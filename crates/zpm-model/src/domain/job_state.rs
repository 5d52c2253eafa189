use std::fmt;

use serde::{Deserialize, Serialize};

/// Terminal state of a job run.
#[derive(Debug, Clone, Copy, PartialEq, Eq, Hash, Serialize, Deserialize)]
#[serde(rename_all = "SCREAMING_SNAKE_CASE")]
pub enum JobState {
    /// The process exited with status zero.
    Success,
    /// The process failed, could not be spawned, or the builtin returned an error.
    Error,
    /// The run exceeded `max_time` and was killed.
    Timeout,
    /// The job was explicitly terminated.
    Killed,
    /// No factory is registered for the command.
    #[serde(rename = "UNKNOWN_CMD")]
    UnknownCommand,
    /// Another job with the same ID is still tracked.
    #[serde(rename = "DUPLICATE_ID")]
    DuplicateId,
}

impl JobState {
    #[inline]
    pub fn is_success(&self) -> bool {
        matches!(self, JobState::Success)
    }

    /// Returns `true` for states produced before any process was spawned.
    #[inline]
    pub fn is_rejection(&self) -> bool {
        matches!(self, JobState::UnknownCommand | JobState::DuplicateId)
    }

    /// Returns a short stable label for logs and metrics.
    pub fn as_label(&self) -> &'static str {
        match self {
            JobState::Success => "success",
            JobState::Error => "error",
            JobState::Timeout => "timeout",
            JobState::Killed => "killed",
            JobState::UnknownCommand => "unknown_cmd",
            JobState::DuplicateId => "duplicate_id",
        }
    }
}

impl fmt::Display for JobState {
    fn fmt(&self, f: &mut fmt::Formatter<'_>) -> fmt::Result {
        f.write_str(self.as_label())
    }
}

* * *

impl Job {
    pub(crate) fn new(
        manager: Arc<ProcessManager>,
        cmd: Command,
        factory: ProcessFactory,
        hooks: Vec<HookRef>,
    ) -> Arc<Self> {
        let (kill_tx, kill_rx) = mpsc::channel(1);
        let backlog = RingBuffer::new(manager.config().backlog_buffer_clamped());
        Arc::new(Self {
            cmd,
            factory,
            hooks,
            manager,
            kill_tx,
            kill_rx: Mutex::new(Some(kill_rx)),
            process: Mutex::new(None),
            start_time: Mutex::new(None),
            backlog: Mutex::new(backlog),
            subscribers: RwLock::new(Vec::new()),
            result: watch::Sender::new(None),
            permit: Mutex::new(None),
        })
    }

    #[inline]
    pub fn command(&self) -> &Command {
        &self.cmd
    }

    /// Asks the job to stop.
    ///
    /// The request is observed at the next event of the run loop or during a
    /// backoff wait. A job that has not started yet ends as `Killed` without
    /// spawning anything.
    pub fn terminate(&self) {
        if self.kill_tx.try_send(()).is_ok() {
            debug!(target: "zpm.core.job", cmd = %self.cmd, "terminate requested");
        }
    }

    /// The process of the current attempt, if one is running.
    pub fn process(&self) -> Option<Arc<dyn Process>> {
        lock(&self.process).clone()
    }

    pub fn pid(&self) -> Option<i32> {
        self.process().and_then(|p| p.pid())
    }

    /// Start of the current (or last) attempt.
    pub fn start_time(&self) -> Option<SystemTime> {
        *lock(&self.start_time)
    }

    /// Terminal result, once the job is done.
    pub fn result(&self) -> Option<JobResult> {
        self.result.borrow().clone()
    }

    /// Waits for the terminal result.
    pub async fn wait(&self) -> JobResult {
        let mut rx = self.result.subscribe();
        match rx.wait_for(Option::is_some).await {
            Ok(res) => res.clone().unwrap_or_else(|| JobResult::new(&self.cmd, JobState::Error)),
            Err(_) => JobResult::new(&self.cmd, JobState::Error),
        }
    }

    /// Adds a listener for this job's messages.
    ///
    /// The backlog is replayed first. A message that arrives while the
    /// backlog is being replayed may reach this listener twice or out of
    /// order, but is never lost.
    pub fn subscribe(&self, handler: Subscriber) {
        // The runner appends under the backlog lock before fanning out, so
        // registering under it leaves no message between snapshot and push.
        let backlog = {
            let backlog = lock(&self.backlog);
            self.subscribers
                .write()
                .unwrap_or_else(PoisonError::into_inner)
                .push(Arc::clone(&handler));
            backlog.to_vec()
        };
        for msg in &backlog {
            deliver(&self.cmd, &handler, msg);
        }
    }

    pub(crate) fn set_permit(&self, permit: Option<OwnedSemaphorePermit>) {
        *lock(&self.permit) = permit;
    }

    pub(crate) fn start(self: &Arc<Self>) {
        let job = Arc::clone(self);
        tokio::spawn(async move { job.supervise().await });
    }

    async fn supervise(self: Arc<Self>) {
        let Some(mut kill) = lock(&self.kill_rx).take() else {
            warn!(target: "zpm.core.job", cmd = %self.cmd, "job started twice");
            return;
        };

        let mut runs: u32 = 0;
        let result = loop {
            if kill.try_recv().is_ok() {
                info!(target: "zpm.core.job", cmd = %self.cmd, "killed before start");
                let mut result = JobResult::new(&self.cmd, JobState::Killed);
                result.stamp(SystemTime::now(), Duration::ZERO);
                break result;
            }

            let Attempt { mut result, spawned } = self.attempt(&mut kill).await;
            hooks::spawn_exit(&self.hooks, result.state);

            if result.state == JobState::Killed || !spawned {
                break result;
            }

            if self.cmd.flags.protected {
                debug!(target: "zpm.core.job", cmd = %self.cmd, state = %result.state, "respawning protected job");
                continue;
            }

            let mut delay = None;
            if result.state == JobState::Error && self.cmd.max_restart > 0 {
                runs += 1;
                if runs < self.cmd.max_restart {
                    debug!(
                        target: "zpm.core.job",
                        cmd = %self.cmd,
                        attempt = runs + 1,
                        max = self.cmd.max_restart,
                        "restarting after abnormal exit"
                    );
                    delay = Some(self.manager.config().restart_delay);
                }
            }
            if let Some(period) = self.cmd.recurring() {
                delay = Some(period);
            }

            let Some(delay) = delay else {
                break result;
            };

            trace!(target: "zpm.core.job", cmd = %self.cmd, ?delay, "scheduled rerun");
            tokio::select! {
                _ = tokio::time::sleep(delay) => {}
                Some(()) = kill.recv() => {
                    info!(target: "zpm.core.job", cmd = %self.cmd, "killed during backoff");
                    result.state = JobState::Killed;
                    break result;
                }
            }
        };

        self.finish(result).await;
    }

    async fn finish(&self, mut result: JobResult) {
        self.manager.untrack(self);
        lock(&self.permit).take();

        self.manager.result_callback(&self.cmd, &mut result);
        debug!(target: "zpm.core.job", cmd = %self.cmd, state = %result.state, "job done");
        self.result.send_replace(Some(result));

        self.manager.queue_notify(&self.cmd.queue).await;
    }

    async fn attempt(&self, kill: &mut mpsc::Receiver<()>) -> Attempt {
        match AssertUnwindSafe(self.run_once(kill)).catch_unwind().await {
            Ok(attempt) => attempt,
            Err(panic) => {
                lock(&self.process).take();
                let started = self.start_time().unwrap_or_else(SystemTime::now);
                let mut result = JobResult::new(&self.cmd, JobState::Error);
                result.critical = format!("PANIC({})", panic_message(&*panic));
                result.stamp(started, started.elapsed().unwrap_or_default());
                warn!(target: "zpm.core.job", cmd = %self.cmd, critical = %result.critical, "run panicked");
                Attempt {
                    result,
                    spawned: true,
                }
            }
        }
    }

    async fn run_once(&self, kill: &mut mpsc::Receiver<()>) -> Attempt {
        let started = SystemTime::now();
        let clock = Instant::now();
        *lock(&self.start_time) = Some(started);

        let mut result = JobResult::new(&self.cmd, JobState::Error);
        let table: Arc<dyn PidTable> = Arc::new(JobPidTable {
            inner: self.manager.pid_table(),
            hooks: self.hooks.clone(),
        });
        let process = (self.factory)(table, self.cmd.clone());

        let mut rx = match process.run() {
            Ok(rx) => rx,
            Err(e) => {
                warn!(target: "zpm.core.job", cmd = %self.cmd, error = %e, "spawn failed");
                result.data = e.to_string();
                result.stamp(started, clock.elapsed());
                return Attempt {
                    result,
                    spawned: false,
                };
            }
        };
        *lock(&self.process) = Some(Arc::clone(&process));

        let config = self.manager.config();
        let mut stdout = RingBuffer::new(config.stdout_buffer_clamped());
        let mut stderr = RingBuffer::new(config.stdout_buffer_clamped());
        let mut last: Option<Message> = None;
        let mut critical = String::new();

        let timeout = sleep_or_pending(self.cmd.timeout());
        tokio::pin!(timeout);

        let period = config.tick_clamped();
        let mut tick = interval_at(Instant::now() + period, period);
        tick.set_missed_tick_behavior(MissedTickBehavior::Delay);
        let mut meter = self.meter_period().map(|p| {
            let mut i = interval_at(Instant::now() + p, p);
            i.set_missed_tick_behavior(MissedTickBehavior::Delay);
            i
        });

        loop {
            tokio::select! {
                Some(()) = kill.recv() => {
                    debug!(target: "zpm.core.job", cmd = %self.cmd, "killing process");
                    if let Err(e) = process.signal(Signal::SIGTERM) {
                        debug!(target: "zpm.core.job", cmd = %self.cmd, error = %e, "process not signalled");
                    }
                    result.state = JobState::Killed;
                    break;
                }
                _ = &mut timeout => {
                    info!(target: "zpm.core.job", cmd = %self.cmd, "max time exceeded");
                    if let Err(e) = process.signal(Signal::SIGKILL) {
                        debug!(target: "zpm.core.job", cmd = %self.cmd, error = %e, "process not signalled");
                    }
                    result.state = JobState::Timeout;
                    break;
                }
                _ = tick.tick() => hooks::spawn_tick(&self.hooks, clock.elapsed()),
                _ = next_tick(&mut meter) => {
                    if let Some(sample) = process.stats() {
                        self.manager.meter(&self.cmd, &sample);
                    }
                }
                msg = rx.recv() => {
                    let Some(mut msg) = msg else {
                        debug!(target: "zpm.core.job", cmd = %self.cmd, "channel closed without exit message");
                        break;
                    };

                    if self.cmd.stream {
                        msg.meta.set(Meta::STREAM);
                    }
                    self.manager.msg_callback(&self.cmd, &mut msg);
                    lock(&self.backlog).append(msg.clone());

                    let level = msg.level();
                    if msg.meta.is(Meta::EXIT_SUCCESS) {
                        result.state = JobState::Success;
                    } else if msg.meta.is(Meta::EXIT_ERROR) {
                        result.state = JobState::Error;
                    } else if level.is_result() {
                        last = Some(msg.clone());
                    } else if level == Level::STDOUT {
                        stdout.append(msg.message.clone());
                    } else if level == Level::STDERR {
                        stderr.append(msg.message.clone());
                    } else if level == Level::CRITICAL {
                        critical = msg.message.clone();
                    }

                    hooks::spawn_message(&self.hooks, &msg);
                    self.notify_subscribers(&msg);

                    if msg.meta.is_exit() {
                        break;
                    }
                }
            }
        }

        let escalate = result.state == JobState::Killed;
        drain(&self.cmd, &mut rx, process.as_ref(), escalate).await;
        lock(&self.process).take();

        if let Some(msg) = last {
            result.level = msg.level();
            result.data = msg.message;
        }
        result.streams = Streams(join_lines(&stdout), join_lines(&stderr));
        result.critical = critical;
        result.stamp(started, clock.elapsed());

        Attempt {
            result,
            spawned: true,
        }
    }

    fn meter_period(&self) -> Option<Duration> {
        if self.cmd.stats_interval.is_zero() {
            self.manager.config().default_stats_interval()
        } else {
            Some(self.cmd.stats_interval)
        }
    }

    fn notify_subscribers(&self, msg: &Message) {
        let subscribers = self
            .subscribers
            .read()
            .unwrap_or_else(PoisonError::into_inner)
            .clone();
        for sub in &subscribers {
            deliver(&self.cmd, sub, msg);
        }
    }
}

## Your task
Look through the records for the word "async". Every line that has it should be copied.

## Worked solution
    pub async fn wait(&self) -> JobResult {
        tokio::spawn(async move { job.supervise().await });
    async fn supervise(self: Arc<Self>) {
    async fn finish(&self, mut result: JobResult) {
    async fn attempt(&self, kill: &mut mpsc::Receiver<()>) -> Attempt {
    async fn run_once(&self, kill: &mut mpsc::Receiver<()>) -> Attempt {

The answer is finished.